The waveshaper is a distortion effect.
It gives you a window to map an input sound level to what it will be as output, generally this means boosting the signal by a big factor and smoothly saturating the already loud parts.
The preamp knob controls the amount of gain the signal gets before the saturation curve of the waveshaper is applied. Higher preamplification creates more distortion. Automating this parameter can be useful to achieve some effects like a long electric guitar fadeout.
The postamp knob is the gain applied after the effect to correct the loudness.
To antialias the signal - remove aliasing noise particularly in higher notes, choose a higher AA factor from the dropdown menu.
The mesh selector saves or chooses a preset waveshaper curve.
The unison unit has two modes: group and single. Group mode is easy to use and the parameters like pan-spread and detune will apply to all the voices.
Single mode gives more control of each unison voice, and also lets you have an unlimited number of voices.
The pan parameter set the amount that unison voices are panned left and right. A spread of zero puts all voices at the stereo centre. A spread of 1 pans odd voices all the way to left and even voices all the way right.
The overall volume will be reduced slightly each additional order - number of unison voices.
Jitter applies a slight randomness to detune and phase values to avoid the overlapping of unison voices. This can reduce the 'phasing' artifacts sometimes heard with unison effects, giving the sound a smoother, more even timbre.
The equalizer has 5 bands. In order, the filter types are: low shelf filter, 3 peaking filters, high shelf filter.
Each band has two controls: the gain in Decibels and the centre frequency. The gain range of each band is -30dB to +30dB.
Cycle's reverb uses impulse response convolution to give a nice smooth sound that avoids the metallic quality often associated with digital reverbs.
Instead of using recorded reverb IRs, the effect creates room impulse responses algorithmically. This is how it can have all the familiar reverb parameters: room size, dampening, and so on.
Impulse Response Modeller
The Impulse Modeller is a convolution effect.
All filter types have a short impulse response (usually measurable in tens of samples), and it is typically a smooth, simple function.
This effect lets you create a designable, arbitrarly complex filter. It can mimic the sound of guitar amplifiers and provides a tool for auto-fitting the curve to cabinet impulse response samples.
The length knob controls the size of the impulse response, in samples. The knob value ranges from orders 7 to 14, or in samples the size ranges from 128 to over 16,000.
Postamp is the amount of gain applied after the effect to correct the loudness.
HP is a highpass filter for removing low-frequency noise and DC-offset when modelling longer impulses.

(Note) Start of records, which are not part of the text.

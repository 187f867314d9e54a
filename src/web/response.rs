use std::fmt;

use serde_json::Value;

use crate::{ParsedTarget, Verified};

/// Content type of a [`RouteResponse`] body.
#[derive(Debug, Clone, Copy, PartialEq, Eq)]
pub enum ContentType {
    /// `text/plain; charset=utf-8`
    Text,
    /// `application/json`
    Json,
    /// `image/png`
    Png,
    /// `image/jpeg`
    Jpeg,
    /// `application/octet-stream`
    Binary,
}

impl ContentType {
    /// Picks the image type for a lower-case file extension.
    pub fn for_extension(ext: &str) -> Self {
        match ext {
            "png" => Self::Png,
            "jpg" | "jpeg" => Self::Jpeg,
            _ => Self::Binary,
        }
    }

    /// MIME type string.
    pub fn as_str(&self) -> &'static str {
        match self {
            Self::Text => "text/plain; charset=utf-8",
            Self::Json => "application/json",
            Self::Png => "image/png",
            Self::Jpeg => "image/jpeg",
            Self::Binary => "application/octet-stream",
        }
    }
}

impl fmt::Display for ContentType {
    fn fmt(&self, f: &mut fmt::Formatter<'_>) -> fmt::Result {
        f.write_str(self.as_str())
    }
}

/// Framework-neutral response produced by a route.
///
/// Error bodies are `&'static str` by construction, so a response cannot
/// echo request input back to the client.
#[derive(Debug, Clone, PartialEq, Eq)]
pub struct RouteResponse {
    status: u16,
    content_type: ContentType,
    location: Option<String>,
    body: Vec<u8>,
}

impl RouteResponse {
    /// Fixed text response.
    pub fn text(status: u16, body: &'static str) -> Self {
        Self {
            status,
            content_type: ContentType::Text,
            location: None,
            body: body.as_bytes().to_vec(),
        }
    }

    /// JSON response.
    pub fn json(status: u16, body: &Value) -> Self {
        Self {
            status,
            content_type: ContentType::Json,
            location: None,
            body: body.to_string().into_bytes(),
        }
    }

    /// 200 with raw bytes.
    pub fn bytes(content_type: ContentType, body: Vec<u8>) -> Self {
        Self {
            status: 200,
            content_type,
            location: None,
            body,
        }
    }

    /// 302 to a target the redirect guard accepted.
    pub fn redirect(target: &Verified<ParsedTarget>) -> Self {
        Self {
            status: 302,
            content_type: ContentType::Text,
            location: Some(target.as_ref().as_str().to_string()),
            body: Vec::new(),
        }
    }

    /// HTTP status code.
    pub fn status(&self) -> u16 {
        self.status
    }

    /// Body content type.
    pub fn content_type(&self) -> ContentType {
        self.content_type
    }

    /// `Location` header, for redirects.
    pub fn location(&self) -> Option<&str> {
        self.location.as_deref()
    }

    /// Body bytes.
    pub fn body(&self) -> &[u8] {
        &self.body
    }

    /// Body as text, if it is UTF-8.
    pub fn body_str(&self) -> Option<&str> {
        std::str::from_utf8(&self.body).ok()
    }
}
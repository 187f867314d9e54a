use std::fmt;
use std::fs;
use std::io;
use std::time::Duration;

use crate::query::{BoundQuery, Row};
use crate::{CanonicalPath, ParsedTarget, Verified};

/// Error returned when a sink fails after its input was accepted.
///
/// The message, if any, describes the failure and never the request input.
///
/// # Examples
///
/// ```
/// use input_guard::{SinkError, SinkErrorKind};
///
/// let error = SinkError::new(SinkErrorKind::Timeout);
/// assert_eq!(error.kind(), SinkErrorKind::Timeout);
/// assert_eq!(error.to_string(), "sink error (timed out)");
/// ```
#[derive(Debug, Clone, PartialEq, Eq)]
pub struct SinkError {
    kind: SinkErrorKind,
    message: Option<String>,
}

impl SinkError {
    /// Creates a new sink error with the specified kind.
    pub fn new(kind: SinkErrorKind) -> Self {
        Self {
            kind,
            message: None,
        }
    }

    /// Creates a new sink error with a custom message.
    pub fn with_message(kind: SinkErrorKind, message: impl Into<String>) -> Self {
        Self {
            kind,
            message: Some(message.into()),
        }
    }

    /// Returns the error kind.
    pub fn kind(&self) -> SinkErrorKind {
        self.kind
    }

    /// Returns the error message, if any.
    pub fn message(&self) -> Option<&str> {
        self.message.as_deref()
    }
}

impl fmt::Display for SinkError {
    fn fmt(&self, f: &mut fmt::Formatter<'_>) -> fmt::Result {
        if let Some(msg) = &self.message {
            write!(f, "sink error ({}): {}", self.kind, msg)
        } else {
            write!(f, "sink error ({})", self.kind)
        }
    }
}

impl std::error::Error for SinkError {}

impl From<io::Error> for SinkError {
    fn from(err: io::Error) -> Self {
        let kind = match err.kind() {
            io::ErrorKind::NotFound => SinkErrorKind::NotFound,
            io::ErrorKind::TimedOut => SinkErrorKind::Timeout,
            _ => SinkErrorKind::Io,
        };
        Self::with_message(kind, err.kind().to_string())
    }
}

/// Kind of sink error.
#[derive(Debug, Clone, Copy, PartialEq, Eq)]
pub enum SinkErrorKind {
    /// The target does not exist.
    NotFound,
    /// Local I/O failed.
    Io,
    /// The operation exceeded its timeout.
    Timeout,
    /// A remote service or query engine reported a failure.
    Upstream,
}

impl fmt::Display for SinkErrorKind {
    fn fmt(&self, f: &mut fmt::Formatter<'_>) -> fmt::Result {
        match self {
            Self::NotFound => write!(f, "not found"),
            Self::Io => write!(f, "I/O error"),
            Self::Timeout => write!(f, "timed out"),
            Self::Upstream => write!(f, "upstream failure"),
        }
    }
}

// BREAKING CHANGE WARNING: sink methods MUST take Verified values (or a
// BoundQuery, which can only be built from one). Taking &str, &Path or &Url
// here would let unchecked request data reach the side effect.

/// Reads files the file path guard has admitted.
pub trait FileStore {
    /// Reads the whole file.
    ///
    /// # Errors
    ///
    /// `NotFound` if the file is absent, `Io` for any other failure.
    fn read(&self, path: &Verified<CanonicalPath>) -> Result<Vec<u8>, SinkError>;
}

/// Performs outbound GET requests to targets the outbound guard has admitted.
pub trait OutboundClient {
    /// Fetches the target and returns the response status.
    ///
    /// Implementations must honour `timeout` and should re-check resolved
    /// addresses with [`OutboundGuard::check_resolved`](crate::OutboundGuard::check_resolved).
    ///
    /// # Errors
    ///
    /// `Timeout` when the deadline passes, `Upstream` for connection or
    /// protocol failures.
    fn get(&self, target: &Verified<ParsedTarget>, timeout: Duration) -> Result<u16, SinkError>;
}

/// Executes parameterized queries.
pub trait QueryEngine {
    /// Runs the query, binding its parameters separately from its text.
    ///
    /// # Errors
    ///
    /// `Upstream` if the engine rejects or fails the query.
    fn select(&self, query: &BoundQuery) -> Result<Vec<Row>, SinkError>;
}

/// [`FileStore`] over the local filesystem.
#[derive(Debug, Clone, Copy, Default)]
pub struct FsFileStore;

impl FileStore for FsFileStore {
    fn read(&self, path: &Verified<CanonicalPath>) -> Result<Vec<u8>, SinkError> {
        Ok(fs::read(path.as_ref().as_path())?)
    }
}
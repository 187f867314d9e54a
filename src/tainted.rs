use std::fmt;

/// An untrusted request value that has not been through a guard yet.
///
/// `Tainted<T>` is the boundary type for everything a route receives from a
/// client: query parameters, path parameters, the body. The wrapped
/// value cannot be read from outside this crate; the only way forward is a
/// [`Guard`](crate::Guard), which either returns a [`Verified`](crate::Verified)
/// normalized value or a [`Rejection`](crate::Rejection).
///
/// # Security Properties
///
/// - No `Deref`, `AsRef`, `Borrow`, `From<T>` or `Into<T>`
/// - Inner value is only reachable by guard implementations inside the crate
/// - `Debug` shows the wrapper, never the content
///
/// # Examples
///
/// ```
/// use input_guard::Tainted;
///
/// let column = Tainted::new("id; DROP TABLE beers".to_string());
///
/// // Debug output does not reveal the payload
/// assert_eq!(format!("{:?}", column), "Tainted(<untrusted>)");
///
/// // And the value cannot be interpolated anywhere:
/// // let sql = format!("SELECT * FROM beers WHERE {} = $1", column); // Won't compile!
/// ```
// Clone is required: TaintedInputs hands each route its own copy of a stored value.
#[derive(Clone)]
pub struct Tainted<T> {
    // Must stay private. A public field would let raw input reach a sink.
    inner: T,
}

impl<T> Tainted<T> {
    /// Wraps an untrusted value.
    pub fn new(value: T) -> Self {
        Self { inner: value }
    }

    /// Borrows the raw value for inspection by a guard.
    ///
    /// Restricted to the crate. Guards read through this, decide, and then
    /// build their own normalized output; they never hand the borrowed raw
    /// value to a sink.
    pub(crate) fn peek(&self) -> &T {
        &self.inner
    }

    /// Extracts the raw value. Crate-internal, same rules as [`Self::peek`].
    pub(crate) fn into_inner(self) -> T {
        self.inner
    }
}

impl Tainted<String> {
    /// Returns the truncated SHA-256 digest of the raw value.
    ///
    /// This is the only form of the raw input that may appear in logs.
    pub fn digest(&self) -> String {
        crate::logging::input_digest(&self.inner)
    }
}

// Do NOT add Deref, AsRef, Borrow, From<T> or Into<T> for Tainted<T>.

impl<T> fmt::Debug for Tainted<T> {
    fn fmt(&self, f: &mut fmt::Formatter<'_>) -> fmt::Result {
        f.write_str("Tainted(<untrusted>)")
    }
}
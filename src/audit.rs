//! In-memory record of guard outcomes.
//!
//! - `GuardEvent`: one guard decision or sink failure
//! - `GuardTrail`: thread-safe recorder shared by the routes
//!
//! Events hold the input digest, never the input.

mod event;
mod trail;

pub use event::{GuardEvent, GuardOutcome};
pub use trail::GuardTrail;
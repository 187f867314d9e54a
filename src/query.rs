//! Parameterized query construction.
//!
//! A [`BoundQuery`] separates structure from data: the column name comes
//! from a [`Verified<Identifier>`], the compared value is carried as a bound
//! parameter and never spliced into the SQL text.

use std::fmt;

use parking_lot::Mutex;
use serde_json::{Map, Value};

use crate::sink::{QueryEngine, SinkError, SinkErrorKind};
use crate::{Identifier, Tainted, Verified};

/// One result row, column name to value.
pub type Row = Map<String, Value>;

/// A `SELECT` with a verified column and a bound value.
///
/// # Examples
///
/// ```
/// use input_guard::{BoundQuery, Guard, IdentifierGuard, IdentifierPolicy, Tainted};
///
/// let columns = IdentifierGuard::new(IdentifierPolicy::new(["name"]).unwrap());
/// let column = columns.check(Tainted::new("name".to_string())).unwrap();
///
/// let value = Tainted::new("x' OR '1'='1".to_string());
/// let query = BoundQuery::select_where("beers", &column, value);
/// assert_eq!(query.sql(), "SELECT * FROM beers WHERE name = $1");
/// assert_eq!(query.params(), ["x' OR '1'='1"]);
/// ```
#[derive(Clone, PartialEq, Eq)]
pub struct BoundQuery {
    table: &'static str,
    column: Identifier,
    sql: String,
    params: Vec<String>,
}

impl BoundQuery {
    /// Builds `SELECT * FROM <table> WHERE <column> = $1`.
    ///
    /// `table` is fixed by the caller's code. `value` stays untrusted and is
    /// only ever handed to the engine as parameter `$1`.
    pub fn select_where(
        table: &'static str,
        column: &Verified<Identifier>,
        value: Tainted<String>,
    ) -> Self {
        let column = column.as_ref().clone();
        let sql = format!("SELECT * FROM {table} WHERE {column} = $1");
        Self {
            table,
            column,
            sql,
            params: vec![value.into_inner()],
        }
    }

    /// Table name.
    pub fn table(&self) -> &'static str {
        self.table
    }

    /// Filtered column.
    pub fn column(&self) -> &Identifier {
        &self.column
    }

    /// SQL text with `$n` placeholders.
    pub fn sql(&self) -> &str {
        &self.sql
    }

    /// Parameters to bind, in placeholder order.
    pub fn params(&self) -> &[String] {
        &self.params
    }
}

impl fmt::Debug for BoundQuery {
    fn fmt(&self, f: &mut fmt::Formatter<'_>) -> fmt::Result {
        f.debug_struct("BoundQuery")
            .field("sql", &self.sql)
            .field("params", &self.params.len())
            .finish()
    }
}

/// In-memory [`QueryEngine`] over a single table.
///
/// Compares the filtered column with the bound value as text. Records every
/// SQL text it was asked to run.
#[derive(Debug, Default)]
pub struct MemoryTable {
    name: &'static str,
    rows: Vec<Row>,
    executed: Mutex<Vec<String>>,
}

impl MemoryTable {
    /// Creates a table with the given rows.
    pub fn new(name: &'static str, rows: Vec<Row>) -> Self {
        Self {
            name,
            rows,
            executed: Mutex::new(Vec::new()),
        }
    }

    /// SQL texts received so far.
    pub fn executed(&self) -> Vec<String> {
        self.executed.lock().clone()
    }
}

fn as_text(value: &Value) -> String {
    match value {
        Value::String(s) => s.clone(),
        other => other.to_string(),
    }
}

impl QueryEngine for MemoryTable {
    fn select(&self, query: &BoundQuery) -> Result<Vec<Row>, SinkError> {
        self.executed.lock().push(query.sql().to_string());

        if query.table() != self.name {
            return Err(SinkError::with_message(
                SinkErrorKind::Upstream,
                "no such table",
            ));
        }
        let wanted = query.params().first().ok_or_else(|| {
            SinkError::with_message(SinkErrorKind::Upstream, "missing bound parameter")
        })?;

        Ok(self
            .rows
            .iter()
            .filter(|row| {
                row.get(query.column().as_str())
                    .is_some_and(|v| as_text(v) == *wanted)
            })
            .cloned()
            .collect())
    }
}
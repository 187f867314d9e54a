//! Shared helpers for unit tests.

use std::path::Path;

use proptest::prelude::*;
use serde_json::json;
use tempfile::TempDir;

use crate::guard::Guards;
use crate::http::RecordingClient;
use crate::policy::{
    FilePathPolicy, GuardPolicies, IdentifierPolicy, OutboundPolicy, RedirectPolicy, TokenPolicy,
};
use crate::query::{MemoryTable, Row};
use crate::sink::FsFileStore;
use crate::web::GuardedRoutes;

/// Strings the default token pattern accepts.
pub(crate) fn arb_token(max_len: usize) -> impl Strategy<Value = String> {
    prop::string::string_regex(&format!("[A-Za-z0-9-]{{1,{max_len}}}")).unwrap()
}

pub(crate) type TestRoutes = GuardedRoutes<FsFileStore, RecordingClient, MemoryTable>;

pub(crate) struct Fixture {
    root: TempDir,
    pub(crate) routes: TestRoutes,
    pub(crate) logo: Vec<u8>,
}

impl Fixture {
    /// Directory the file guard serves from.
    pub(crate) fn root(&self) -> &Path {
        self.root.path()
    }
}

pub(crate) fn beer_rows() -> Vec<Row> {
    [
        json!({"id": 1, "name": "Duvel", "type": "ale", "price": 4}),
        json!({"id": 2, "name": "Orval", "type": "trappist", "price": 6}),
    ]
    .into_iter()
    .filter_map(|v| v.as_object().cloned())
    .collect()
}

/// Routes over a temp root holding `logo.png` and `notes.txt`, with a
/// client answering `status`.
pub(crate) fn fixture(status: u16) -> Fixture {
    fixture_with_client(RecordingClient::new(status))
}

pub(crate) fn fixture_with_client(client: RecordingClient) -> Fixture {
    let root = tempfile::tempdir().unwrap();
    let logo = b"\x89PNG\r\n\x1a\n".to_vec();
    std::fs::write(root.path().join("logo.png"), &logo).unwrap();
    std::fs::write(root.path().join("notes.txt"), b"notes").unwrap();

    let policies = GuardPolicies {
        files: FilePathPolicy::new(root.path(), [".jpg", ".jpeg", ".png"]).unwrap(),
        redirect: RedirectPolicy::new(["example.com", "letmegooglethat.com"]).unwrap(),
        outbound: OutboundPolicy::default(),
        identifiers: IdentifierPolicy::new(["id", "name", "type", "price"]).unwrap(),
        tokens: TokenPolicy::default(),
    };
    let routes = GuardedRoutes::new(
        Guards::new(policies),
        FsFileStore,
        client,
        MemoryTable::new("beers", beer_rows()),
    );

    Fixture {
        root,
        routes,
        logo,
    }
}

The Load Impulse (.wav) button loads an audio file of (preferably) an impulse response sample. Audio
files will be truncated to 16384 samples if they are longer.
If there is an audio impulse sample loaded, the Unload Audio Impulse button unloads it and re-enables the vertex-defined curve.
Click the Model Wave Impulse button to auto-fit the vertex curve to the waveform in a audio sample recording. A hard limit of 500 points is in place to prevent the curve fitting process from taking excessively long.
Unlike wave file impulses, modelled impulses are saved directly in the preset and so are more portable. It is recommended that you use this modelling feature if you intend to share a preset that would otherwise use a wave impulse sample.
The mesh selector saves or chooses a preset impulse shape.
The delay unit is an echo effect that can pan the echoes in a circular revolution.
Spin iterations sets the length of the spinning revolution, in echoes, while the spin parameter sets the degree to which echoes are panned in a circle.